▸ **Assignment**
Going through the records that follow, please count the lines with "filename" in them and give only the count.

───── Data extracts ─────

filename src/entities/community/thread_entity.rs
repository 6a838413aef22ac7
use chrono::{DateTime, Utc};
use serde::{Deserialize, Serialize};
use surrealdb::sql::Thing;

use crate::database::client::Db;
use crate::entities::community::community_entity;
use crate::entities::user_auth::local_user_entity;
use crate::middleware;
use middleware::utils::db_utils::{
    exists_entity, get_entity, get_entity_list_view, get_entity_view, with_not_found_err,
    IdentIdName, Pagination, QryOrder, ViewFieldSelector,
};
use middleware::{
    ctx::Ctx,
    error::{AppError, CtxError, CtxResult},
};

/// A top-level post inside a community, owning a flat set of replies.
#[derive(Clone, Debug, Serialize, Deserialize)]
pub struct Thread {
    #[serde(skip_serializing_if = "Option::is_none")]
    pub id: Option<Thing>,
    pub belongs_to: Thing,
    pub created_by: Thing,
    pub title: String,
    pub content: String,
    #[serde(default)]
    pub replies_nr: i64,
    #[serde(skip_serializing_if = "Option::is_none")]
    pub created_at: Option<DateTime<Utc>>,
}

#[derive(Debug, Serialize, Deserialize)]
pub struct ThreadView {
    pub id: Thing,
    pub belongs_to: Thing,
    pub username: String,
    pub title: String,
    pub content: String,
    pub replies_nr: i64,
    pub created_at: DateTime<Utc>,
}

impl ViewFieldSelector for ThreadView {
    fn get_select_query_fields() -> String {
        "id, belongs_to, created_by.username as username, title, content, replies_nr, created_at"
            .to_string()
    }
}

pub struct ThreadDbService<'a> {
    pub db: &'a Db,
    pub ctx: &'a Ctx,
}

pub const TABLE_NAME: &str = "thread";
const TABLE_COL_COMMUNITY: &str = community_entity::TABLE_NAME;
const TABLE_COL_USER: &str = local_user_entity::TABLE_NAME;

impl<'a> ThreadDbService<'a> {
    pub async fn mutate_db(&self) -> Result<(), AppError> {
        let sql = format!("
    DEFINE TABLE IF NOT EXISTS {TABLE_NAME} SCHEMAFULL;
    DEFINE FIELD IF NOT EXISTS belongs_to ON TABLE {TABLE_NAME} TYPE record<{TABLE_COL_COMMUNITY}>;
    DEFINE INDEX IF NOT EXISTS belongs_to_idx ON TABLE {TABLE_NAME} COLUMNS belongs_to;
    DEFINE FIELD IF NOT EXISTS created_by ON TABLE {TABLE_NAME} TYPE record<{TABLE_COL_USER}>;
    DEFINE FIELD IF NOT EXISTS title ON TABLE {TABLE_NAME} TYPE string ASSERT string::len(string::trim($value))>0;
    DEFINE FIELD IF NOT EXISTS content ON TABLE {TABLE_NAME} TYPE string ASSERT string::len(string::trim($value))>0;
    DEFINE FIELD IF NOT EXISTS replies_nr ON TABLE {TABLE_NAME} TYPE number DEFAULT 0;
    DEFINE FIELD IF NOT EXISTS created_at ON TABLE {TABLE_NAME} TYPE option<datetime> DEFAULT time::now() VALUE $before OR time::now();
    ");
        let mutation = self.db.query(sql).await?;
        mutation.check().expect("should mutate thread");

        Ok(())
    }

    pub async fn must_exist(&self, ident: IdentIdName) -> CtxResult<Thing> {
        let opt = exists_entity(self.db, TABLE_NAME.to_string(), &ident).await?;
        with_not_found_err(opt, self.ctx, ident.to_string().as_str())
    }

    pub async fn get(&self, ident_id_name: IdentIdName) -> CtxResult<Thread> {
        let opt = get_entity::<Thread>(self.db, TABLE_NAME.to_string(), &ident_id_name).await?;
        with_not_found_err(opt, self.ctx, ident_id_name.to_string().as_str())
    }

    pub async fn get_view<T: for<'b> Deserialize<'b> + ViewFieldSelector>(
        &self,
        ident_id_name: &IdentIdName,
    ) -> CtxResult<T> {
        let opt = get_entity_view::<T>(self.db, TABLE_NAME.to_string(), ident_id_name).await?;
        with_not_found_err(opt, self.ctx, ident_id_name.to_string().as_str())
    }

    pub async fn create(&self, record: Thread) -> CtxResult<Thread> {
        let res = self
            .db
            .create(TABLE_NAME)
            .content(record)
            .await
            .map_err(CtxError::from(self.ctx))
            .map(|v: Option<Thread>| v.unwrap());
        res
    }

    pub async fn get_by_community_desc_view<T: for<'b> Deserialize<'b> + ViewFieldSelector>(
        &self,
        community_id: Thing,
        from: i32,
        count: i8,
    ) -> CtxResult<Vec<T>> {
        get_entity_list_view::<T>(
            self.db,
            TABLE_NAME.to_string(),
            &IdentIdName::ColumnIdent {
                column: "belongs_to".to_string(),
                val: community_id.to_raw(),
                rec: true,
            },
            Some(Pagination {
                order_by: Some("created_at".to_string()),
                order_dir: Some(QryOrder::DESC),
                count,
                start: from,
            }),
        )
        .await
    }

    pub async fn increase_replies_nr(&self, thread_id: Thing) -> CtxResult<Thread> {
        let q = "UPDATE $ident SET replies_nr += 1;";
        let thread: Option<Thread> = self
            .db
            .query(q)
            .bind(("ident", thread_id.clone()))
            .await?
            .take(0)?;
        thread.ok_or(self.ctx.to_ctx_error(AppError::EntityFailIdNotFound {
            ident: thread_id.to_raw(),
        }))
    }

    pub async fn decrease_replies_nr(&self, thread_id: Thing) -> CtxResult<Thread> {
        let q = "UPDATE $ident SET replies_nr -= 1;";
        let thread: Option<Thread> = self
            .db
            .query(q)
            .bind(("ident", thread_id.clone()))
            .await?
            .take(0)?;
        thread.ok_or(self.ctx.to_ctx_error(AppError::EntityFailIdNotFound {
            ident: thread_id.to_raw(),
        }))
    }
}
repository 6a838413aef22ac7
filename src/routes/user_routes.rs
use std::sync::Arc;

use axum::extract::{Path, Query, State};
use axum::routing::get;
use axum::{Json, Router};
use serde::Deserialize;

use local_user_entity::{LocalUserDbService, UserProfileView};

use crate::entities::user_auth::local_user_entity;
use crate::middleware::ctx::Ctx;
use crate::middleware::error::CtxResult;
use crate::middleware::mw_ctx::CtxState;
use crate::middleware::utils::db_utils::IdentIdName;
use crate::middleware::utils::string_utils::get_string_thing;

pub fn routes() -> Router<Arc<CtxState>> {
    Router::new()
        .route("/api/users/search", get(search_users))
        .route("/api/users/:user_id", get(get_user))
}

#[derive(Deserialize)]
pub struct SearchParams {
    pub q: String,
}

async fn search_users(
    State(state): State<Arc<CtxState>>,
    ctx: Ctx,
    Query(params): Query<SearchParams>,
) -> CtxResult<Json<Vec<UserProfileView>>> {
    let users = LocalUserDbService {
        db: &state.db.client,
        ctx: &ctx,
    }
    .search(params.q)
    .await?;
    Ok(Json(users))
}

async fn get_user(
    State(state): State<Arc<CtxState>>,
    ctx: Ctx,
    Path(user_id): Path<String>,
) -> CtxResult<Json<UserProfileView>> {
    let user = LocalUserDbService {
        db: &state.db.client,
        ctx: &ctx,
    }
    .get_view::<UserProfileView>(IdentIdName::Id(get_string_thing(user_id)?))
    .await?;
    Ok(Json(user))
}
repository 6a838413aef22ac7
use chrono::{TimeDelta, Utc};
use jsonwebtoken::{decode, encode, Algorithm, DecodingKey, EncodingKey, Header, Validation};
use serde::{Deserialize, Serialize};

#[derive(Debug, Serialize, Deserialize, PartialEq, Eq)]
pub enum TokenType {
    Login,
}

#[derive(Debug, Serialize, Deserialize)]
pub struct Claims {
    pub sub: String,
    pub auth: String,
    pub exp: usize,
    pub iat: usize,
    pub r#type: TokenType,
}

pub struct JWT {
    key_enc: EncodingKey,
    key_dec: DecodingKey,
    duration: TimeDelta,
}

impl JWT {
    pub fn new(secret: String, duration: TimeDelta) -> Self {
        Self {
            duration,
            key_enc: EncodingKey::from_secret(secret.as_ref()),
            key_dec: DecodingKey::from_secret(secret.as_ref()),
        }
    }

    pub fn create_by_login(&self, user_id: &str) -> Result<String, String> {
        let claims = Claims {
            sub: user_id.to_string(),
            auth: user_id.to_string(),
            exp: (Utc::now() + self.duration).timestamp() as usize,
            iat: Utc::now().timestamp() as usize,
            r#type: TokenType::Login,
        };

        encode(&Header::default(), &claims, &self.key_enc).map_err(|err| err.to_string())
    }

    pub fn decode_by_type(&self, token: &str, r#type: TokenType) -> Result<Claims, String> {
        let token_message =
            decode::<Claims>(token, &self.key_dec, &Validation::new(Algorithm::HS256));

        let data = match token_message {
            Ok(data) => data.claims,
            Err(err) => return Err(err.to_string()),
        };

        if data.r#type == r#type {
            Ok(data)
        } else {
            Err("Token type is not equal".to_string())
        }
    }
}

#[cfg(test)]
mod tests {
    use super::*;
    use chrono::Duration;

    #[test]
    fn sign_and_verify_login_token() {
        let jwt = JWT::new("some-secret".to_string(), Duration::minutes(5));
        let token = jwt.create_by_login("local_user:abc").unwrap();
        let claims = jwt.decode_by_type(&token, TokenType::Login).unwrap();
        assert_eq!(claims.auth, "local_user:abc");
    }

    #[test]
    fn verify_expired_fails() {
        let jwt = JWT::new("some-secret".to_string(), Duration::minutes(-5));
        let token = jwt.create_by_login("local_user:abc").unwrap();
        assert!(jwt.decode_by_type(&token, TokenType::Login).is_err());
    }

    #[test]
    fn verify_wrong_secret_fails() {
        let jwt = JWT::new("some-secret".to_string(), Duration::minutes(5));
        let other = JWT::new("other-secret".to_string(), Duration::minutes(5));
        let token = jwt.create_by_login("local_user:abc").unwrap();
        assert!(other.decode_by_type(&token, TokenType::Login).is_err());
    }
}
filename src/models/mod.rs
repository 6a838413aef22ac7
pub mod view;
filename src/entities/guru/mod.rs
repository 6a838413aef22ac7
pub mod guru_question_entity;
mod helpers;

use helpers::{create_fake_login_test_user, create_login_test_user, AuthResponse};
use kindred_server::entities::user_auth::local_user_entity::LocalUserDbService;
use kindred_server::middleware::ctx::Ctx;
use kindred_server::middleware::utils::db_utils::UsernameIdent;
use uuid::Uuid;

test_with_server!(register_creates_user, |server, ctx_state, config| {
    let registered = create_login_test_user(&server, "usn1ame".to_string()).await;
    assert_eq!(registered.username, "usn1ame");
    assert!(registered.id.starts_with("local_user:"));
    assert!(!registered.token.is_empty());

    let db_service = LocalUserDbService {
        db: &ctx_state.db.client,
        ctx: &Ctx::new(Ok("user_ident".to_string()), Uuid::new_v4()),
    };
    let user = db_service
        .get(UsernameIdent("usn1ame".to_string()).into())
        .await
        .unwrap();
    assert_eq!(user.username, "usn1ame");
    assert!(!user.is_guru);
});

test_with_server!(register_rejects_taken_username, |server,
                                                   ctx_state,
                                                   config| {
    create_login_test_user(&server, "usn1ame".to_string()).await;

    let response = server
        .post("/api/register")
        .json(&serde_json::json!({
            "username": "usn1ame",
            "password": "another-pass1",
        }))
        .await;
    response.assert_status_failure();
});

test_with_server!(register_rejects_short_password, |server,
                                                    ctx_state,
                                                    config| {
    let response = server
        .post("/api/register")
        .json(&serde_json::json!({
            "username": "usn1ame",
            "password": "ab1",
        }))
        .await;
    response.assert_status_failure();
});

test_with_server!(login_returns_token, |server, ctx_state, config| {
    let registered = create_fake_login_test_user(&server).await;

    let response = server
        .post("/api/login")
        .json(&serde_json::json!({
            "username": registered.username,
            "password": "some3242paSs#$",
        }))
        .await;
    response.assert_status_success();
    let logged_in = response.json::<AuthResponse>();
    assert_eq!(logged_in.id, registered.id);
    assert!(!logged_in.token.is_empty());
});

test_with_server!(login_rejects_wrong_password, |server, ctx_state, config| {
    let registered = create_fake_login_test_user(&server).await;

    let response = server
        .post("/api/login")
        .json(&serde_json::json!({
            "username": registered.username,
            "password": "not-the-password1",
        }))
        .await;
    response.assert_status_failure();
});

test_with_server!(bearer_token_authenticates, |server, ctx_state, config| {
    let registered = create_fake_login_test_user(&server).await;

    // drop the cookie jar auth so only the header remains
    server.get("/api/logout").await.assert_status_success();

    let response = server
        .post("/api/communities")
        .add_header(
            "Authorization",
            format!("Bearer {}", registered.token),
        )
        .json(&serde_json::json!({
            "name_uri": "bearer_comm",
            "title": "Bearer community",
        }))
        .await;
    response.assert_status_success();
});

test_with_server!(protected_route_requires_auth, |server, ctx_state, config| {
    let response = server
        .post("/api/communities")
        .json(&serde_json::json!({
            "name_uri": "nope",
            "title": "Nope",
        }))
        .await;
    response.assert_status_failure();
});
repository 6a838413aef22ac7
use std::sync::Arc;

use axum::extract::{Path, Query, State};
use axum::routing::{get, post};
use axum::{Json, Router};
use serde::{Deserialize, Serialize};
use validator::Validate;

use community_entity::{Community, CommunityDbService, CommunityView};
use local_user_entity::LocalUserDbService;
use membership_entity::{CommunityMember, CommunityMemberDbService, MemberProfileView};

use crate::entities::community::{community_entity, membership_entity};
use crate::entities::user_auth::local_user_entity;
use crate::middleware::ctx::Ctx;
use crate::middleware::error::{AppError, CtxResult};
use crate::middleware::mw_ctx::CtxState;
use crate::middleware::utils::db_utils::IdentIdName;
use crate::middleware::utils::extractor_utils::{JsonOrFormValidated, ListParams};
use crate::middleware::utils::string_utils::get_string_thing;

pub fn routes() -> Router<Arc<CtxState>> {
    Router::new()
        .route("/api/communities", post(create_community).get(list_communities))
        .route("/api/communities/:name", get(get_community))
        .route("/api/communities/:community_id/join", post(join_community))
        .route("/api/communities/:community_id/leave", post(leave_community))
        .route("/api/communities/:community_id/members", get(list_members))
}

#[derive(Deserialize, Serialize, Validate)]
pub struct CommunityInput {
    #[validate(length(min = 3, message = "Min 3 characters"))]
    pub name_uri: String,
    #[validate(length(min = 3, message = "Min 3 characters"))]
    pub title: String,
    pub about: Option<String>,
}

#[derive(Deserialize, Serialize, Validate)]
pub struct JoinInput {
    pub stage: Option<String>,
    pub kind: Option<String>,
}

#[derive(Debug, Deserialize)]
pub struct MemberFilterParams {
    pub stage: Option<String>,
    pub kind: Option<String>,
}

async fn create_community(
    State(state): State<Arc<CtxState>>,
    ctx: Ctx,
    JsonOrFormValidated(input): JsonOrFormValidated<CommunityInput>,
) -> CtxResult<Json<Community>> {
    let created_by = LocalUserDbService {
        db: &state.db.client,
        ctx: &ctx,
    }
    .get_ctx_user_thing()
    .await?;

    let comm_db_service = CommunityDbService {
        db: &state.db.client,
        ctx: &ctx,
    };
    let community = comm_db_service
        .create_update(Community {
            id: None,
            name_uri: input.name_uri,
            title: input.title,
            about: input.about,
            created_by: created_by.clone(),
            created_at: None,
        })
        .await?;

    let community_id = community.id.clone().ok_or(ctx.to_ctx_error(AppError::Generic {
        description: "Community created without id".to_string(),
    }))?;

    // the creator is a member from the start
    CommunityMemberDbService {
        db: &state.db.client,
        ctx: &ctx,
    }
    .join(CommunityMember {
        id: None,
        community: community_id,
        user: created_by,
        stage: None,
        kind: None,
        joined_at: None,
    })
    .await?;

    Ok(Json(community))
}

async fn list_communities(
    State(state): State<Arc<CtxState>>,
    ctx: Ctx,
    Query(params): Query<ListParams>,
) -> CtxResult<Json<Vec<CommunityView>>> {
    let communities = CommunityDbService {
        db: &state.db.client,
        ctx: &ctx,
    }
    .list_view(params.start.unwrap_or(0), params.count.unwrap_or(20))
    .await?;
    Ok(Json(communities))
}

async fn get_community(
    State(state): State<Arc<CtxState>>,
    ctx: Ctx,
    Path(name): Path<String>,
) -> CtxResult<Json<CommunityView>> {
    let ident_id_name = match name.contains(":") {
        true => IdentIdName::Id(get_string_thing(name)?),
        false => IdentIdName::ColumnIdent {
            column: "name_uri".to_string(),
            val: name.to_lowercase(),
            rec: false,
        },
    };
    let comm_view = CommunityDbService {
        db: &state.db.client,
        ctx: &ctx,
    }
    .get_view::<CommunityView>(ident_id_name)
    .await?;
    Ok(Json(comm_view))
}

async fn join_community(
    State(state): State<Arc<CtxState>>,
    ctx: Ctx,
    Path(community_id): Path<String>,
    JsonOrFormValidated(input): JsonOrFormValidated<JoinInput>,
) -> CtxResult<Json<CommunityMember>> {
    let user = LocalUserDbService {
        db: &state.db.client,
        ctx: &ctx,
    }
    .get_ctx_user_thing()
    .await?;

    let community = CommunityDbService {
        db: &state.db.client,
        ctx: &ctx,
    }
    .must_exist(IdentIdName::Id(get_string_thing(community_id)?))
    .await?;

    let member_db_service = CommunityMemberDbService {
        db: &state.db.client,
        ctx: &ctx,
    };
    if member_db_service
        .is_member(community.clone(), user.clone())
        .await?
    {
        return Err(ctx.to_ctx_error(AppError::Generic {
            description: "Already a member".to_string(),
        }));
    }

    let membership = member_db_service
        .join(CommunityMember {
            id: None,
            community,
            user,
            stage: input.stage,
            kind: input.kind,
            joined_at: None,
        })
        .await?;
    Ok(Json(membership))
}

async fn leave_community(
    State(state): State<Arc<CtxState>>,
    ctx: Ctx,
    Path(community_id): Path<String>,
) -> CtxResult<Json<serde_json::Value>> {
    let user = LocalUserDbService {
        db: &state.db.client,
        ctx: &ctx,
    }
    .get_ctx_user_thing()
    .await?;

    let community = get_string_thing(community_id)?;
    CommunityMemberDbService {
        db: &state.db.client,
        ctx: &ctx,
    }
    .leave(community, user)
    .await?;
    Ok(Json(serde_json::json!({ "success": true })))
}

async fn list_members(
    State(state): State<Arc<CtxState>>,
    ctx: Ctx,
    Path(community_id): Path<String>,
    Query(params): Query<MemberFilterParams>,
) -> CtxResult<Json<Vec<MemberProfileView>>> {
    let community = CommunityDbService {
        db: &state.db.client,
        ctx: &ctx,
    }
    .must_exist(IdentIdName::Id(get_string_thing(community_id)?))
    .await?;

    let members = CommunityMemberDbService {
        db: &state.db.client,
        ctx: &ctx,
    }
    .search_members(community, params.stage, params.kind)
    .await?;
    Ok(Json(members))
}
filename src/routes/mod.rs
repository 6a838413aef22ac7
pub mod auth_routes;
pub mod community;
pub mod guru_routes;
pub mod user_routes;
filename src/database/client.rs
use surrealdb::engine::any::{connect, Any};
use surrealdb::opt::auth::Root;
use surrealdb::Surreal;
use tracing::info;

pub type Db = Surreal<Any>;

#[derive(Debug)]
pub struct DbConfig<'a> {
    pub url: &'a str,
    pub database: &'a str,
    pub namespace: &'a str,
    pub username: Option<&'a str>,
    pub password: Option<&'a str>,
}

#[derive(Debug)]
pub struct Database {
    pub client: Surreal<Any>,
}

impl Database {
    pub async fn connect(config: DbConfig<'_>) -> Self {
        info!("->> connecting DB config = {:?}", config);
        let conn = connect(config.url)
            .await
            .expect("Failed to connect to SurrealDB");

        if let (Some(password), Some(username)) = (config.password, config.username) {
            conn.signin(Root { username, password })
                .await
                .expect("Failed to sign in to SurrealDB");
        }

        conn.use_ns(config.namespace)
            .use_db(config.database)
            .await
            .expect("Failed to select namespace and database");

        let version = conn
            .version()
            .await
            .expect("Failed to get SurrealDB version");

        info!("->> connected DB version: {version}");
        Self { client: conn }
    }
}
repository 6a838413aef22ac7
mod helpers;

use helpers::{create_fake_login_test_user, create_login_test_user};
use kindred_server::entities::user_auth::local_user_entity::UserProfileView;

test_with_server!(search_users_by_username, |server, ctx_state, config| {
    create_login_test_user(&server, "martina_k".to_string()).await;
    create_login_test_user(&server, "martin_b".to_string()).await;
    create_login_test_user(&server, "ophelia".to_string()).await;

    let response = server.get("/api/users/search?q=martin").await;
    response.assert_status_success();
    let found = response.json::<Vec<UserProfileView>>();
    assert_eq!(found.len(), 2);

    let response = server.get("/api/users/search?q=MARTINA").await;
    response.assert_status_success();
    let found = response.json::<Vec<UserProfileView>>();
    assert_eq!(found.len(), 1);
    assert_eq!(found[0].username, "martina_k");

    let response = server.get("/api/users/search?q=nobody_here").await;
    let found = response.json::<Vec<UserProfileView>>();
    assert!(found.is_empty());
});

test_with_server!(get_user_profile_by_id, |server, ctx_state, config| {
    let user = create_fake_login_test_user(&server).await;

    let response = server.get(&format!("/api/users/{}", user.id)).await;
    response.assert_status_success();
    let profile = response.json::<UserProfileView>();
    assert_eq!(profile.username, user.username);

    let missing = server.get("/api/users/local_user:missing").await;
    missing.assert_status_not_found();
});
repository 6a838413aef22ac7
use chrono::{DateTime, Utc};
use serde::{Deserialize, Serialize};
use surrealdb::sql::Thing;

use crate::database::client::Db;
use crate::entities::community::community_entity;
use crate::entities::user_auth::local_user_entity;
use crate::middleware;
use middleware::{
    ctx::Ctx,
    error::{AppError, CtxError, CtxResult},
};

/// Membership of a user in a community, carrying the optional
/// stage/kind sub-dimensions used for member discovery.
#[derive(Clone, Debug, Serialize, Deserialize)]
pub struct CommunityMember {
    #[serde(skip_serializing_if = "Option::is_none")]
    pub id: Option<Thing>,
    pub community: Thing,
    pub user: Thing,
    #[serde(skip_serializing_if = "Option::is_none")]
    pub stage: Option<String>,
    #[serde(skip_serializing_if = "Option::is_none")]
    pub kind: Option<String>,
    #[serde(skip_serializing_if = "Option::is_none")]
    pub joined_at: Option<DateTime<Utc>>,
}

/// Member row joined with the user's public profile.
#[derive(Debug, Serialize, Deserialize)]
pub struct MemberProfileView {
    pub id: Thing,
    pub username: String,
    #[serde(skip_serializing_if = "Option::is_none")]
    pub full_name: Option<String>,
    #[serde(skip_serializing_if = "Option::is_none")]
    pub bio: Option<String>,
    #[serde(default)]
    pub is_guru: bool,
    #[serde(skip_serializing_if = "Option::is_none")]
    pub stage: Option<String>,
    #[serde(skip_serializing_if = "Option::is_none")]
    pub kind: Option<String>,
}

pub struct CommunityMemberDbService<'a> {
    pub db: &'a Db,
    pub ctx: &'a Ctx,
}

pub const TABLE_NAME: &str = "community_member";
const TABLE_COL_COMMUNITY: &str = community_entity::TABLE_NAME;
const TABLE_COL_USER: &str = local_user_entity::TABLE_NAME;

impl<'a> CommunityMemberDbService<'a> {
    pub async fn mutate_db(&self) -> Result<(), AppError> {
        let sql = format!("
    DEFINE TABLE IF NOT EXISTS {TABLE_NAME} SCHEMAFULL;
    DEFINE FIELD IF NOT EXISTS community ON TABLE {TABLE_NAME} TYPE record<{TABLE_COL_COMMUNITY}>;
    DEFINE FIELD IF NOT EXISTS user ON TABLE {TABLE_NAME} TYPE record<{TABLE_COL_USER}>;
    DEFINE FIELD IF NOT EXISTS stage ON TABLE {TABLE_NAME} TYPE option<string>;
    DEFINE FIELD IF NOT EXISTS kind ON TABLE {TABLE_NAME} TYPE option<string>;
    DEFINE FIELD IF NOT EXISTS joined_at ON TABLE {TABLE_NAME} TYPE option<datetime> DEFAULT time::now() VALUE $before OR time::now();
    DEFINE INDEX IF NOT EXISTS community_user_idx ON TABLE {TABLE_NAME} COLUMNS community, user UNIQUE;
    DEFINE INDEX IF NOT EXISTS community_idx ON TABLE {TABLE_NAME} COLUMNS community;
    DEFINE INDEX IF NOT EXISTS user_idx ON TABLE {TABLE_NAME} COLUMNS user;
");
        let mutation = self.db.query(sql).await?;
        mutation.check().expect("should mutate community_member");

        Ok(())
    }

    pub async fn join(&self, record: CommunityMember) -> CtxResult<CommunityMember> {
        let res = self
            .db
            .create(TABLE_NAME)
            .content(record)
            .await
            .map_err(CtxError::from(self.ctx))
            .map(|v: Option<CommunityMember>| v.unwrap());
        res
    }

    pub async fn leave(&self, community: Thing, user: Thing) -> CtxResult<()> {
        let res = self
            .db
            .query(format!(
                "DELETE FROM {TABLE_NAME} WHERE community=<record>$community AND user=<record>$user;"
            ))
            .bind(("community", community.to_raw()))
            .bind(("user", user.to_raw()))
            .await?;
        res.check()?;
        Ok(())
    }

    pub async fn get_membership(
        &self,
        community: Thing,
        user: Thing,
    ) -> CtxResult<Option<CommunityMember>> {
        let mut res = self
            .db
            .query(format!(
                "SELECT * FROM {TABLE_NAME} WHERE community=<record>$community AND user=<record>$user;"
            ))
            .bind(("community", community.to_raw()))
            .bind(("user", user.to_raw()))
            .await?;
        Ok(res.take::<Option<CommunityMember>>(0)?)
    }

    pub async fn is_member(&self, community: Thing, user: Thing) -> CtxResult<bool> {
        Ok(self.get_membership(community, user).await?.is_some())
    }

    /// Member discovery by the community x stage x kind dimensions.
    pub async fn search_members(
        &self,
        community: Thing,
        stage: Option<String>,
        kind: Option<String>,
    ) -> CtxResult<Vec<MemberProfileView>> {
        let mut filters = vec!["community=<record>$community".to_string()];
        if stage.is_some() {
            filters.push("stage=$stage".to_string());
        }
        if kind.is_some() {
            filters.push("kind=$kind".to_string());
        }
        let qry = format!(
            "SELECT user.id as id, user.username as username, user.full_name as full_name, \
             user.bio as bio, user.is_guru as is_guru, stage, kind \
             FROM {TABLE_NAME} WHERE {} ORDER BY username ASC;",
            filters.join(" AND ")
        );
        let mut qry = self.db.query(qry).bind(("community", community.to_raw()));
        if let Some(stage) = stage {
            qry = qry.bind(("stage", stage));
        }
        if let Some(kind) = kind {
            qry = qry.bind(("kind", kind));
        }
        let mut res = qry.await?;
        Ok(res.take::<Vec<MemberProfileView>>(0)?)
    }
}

─────

▸ **Output of the task**
6